OPERATION PERFORMED:
1.  Laparoscopic appendectomy.
2.  Repair of umbilical hernias.

ESTIMATED BLOOD LOSS:  Minimal.

REPLACEMENT:  Crystalloid.

DRAINS:  None.

COMPLICATIONS:  None.

The patient was then taken to the operating room in the supine position.
General endotracheal anesthesia was undertaken without difficulty.  The
patient's abdomen was prepped and draped in usual sterile fashion.  An 11 blade
scalpel was used to make an infraumbilical incision. The patient had a large
ventral hernia and a small umbilical hernia.  A Veress needle was placed, and
low insufflation pressure was converted to high insufflation pressure after
camera visualization being in the abdomen after a 5 mm trocar was placed.  The
patient was then placed in Trendelenburg, left side down, right side up.  Two
trocars were placed, one suprapubically and one subxiphoid under direct camera
visualization.  The patient was morbidly obese. Omentum was manipulated.

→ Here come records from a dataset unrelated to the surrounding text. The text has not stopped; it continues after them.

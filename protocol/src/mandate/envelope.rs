//! # Signature Envelope
//!
//! [`SignedMandate`] wraps a mandate payload with a detached Ed25519
//! signature, the signer's identity and the algorithm identifier.
//!
//! ## Signing flow
//!
//! 1. Serialize the mandate canonically (JCS).
//! 2. Wrap the bytes in the DSSE pre-authentication encoding under
//!    [`MANDATE_PAYLOAD_TYPE`].
//! 3. Sign with Ed25519; record `ed25519:<sha256(pubkey)>` as the signer.
//!
//! Verification repeats steps 1 and 2 on the payload as received and checks
//! the signature against the public key the [`KeyDirectory`] holds for the
//! claimed signer. No chain state is consulted, and every failure (unknown
//! algorithm, unknown signer, bad hex, tampered payload) is a plain `false`.

use serde::{Deserialize, Serialize};
use thiserror::Error;

use super::types::Mandate;
use crate::config::{MANDATE_PAYLOAD_TYPE, SIGNING_ALGORITHM};
use crate::crypto::canonical::CanonicalError;
use crate::crypto::keys::{MandateSignature, SignerIdentity, SignerKeypair};
use crate::crypto::signatures::{sign_payload, verify_payload, SignatureError};
use crate::registry::keys::KeyDirectory;

/// Why an envelope failed to sign or verify.
#[derive(Debug, Error)]
pub enum EnvelopeError {
    #[error("canonical serialization failed: {0}")]
    Canonical(#[from] CanonicalError),

    #[error("unsupported signature algorithm: {0}")]
    UnsupportedAlgorithm(String),

    #[error("unknown signer: {0}")]
    UnknownSigner(SignerIdentity),

    #[error("malformed signature encoding")]
    MalformedSignature,

    #[error(transparent)]
    Signature(#[from] SignatureError),
}

/// A mandate plus its detached signature.
#[derive(Debug, Clone, PartialEq, Eq, Serialize, Deserialize)]
pub struct SignedMandate {
    pub mandate: Mandate,
    pub algorithm: String,
    pub signer: SignerIdentity,
    /// Hex-encoded 64-byte Ed25519 signature.
    pub signature: String,
}

impl SignedMandate {
    /// Sign `mandate` with `keypair`.
    pub fn sign(mandate: Mandate, keypair: &SignerKeypair) -> Result<Self, EnvelopeError> {
        let payload = mandate.canonical_bytes()?;
        let signature = sign_payload(keypair, MANDATE_PAYLOAD_TYPE, &payload)?;
        Ok(Self {
            mandate,
            algorithm: SIGNING_ALGORITHM.to_owned(),
            signer: keypair.identity(),
            signature: signature.to_hex(),
        })
    }

    /// `true` iff the signature is valid for the current payload under the
    /// key registered for `signer`.
    pub fn verify(&self, keys: &KeyDirectory) -> bool {
        self.verify_detailed(keys).is_ok()
    }

    /// Same as [`verify`](Self::verify) but says why. Meant for logs and the
    /// operator CLI; callers that make decisions should use the boolean.
    pub fn verify_detailed(&self, keys: &KeyDirectory) -> Result<(), EnvelopeError> {
        if self.algorithm != SIGNING_ALGORITHM {
            return Err(EnvelopeError::UnsupportedAlgorithm(self.algorithm.clone()));
        }
        let entry = keys
            .get(&self.signer)
            .ok_or_else(|| EnvelopeError::UnknownSigner(self.signer.clone()))?;
        let signature =
            MandateSignature::from_hex(&self.signature).map_err(|_| EnvelopeError::MalformedSignature)?;
        let payload = self.mandate.canonical_bytes()?;
        verify_payload(&entry.public_key, MANDATE_PAYLOAD_TYPE, &payload, &signature)?;
        Ok(())
    }

    /// Canonical bytes of the whole envelope, for transport.
    pub fn to_canonical_json(&self) -> Result<Vec<u8>, CanonicalError> {
        crate::crypto::canonical::to_vec(self)
    }
}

The
appendix was inflamed and grasped with grasping forceps and mesoappendix was
cauterized with a SonoSurg down to the base of the appendix.  Two Endoloops were
placed at the base of the appendix and incised below the appendix using
SonoSurg. We cauterized the appendiceal stump.  The appendix was delivered to
the Endobag and then removed from the infraumbilical incision and sent to
pathology.  The right lower quadrant was copiously irrigated with normal saline
antibiotic solution and trocars and air were removed.  The linea alba of the
infraumbilical hernia was primarily closed with 0-Vicryl figure-of-eight
fashion.  The subcutaneous tissue was closed with 3-0 Vicryl and subcuticular
5-0 Monocryl.  Steri-Strips were applied.  Marcaine 0.5% was infiltrated in the
wounds.  The patient tolerated the procedure well and was sent to recovery in
stable condition.  Intraoperative findings, postoperative care and course were
discussed with the patient's family and questions answered.


----------



## LindaEV (Mar 30, 2011)

unfortunately when you do a laparoscopic procedure with a scope through the site of the hernia, the hernia repair is considered inclusive of the closure. You should bill only the lap appe.


----------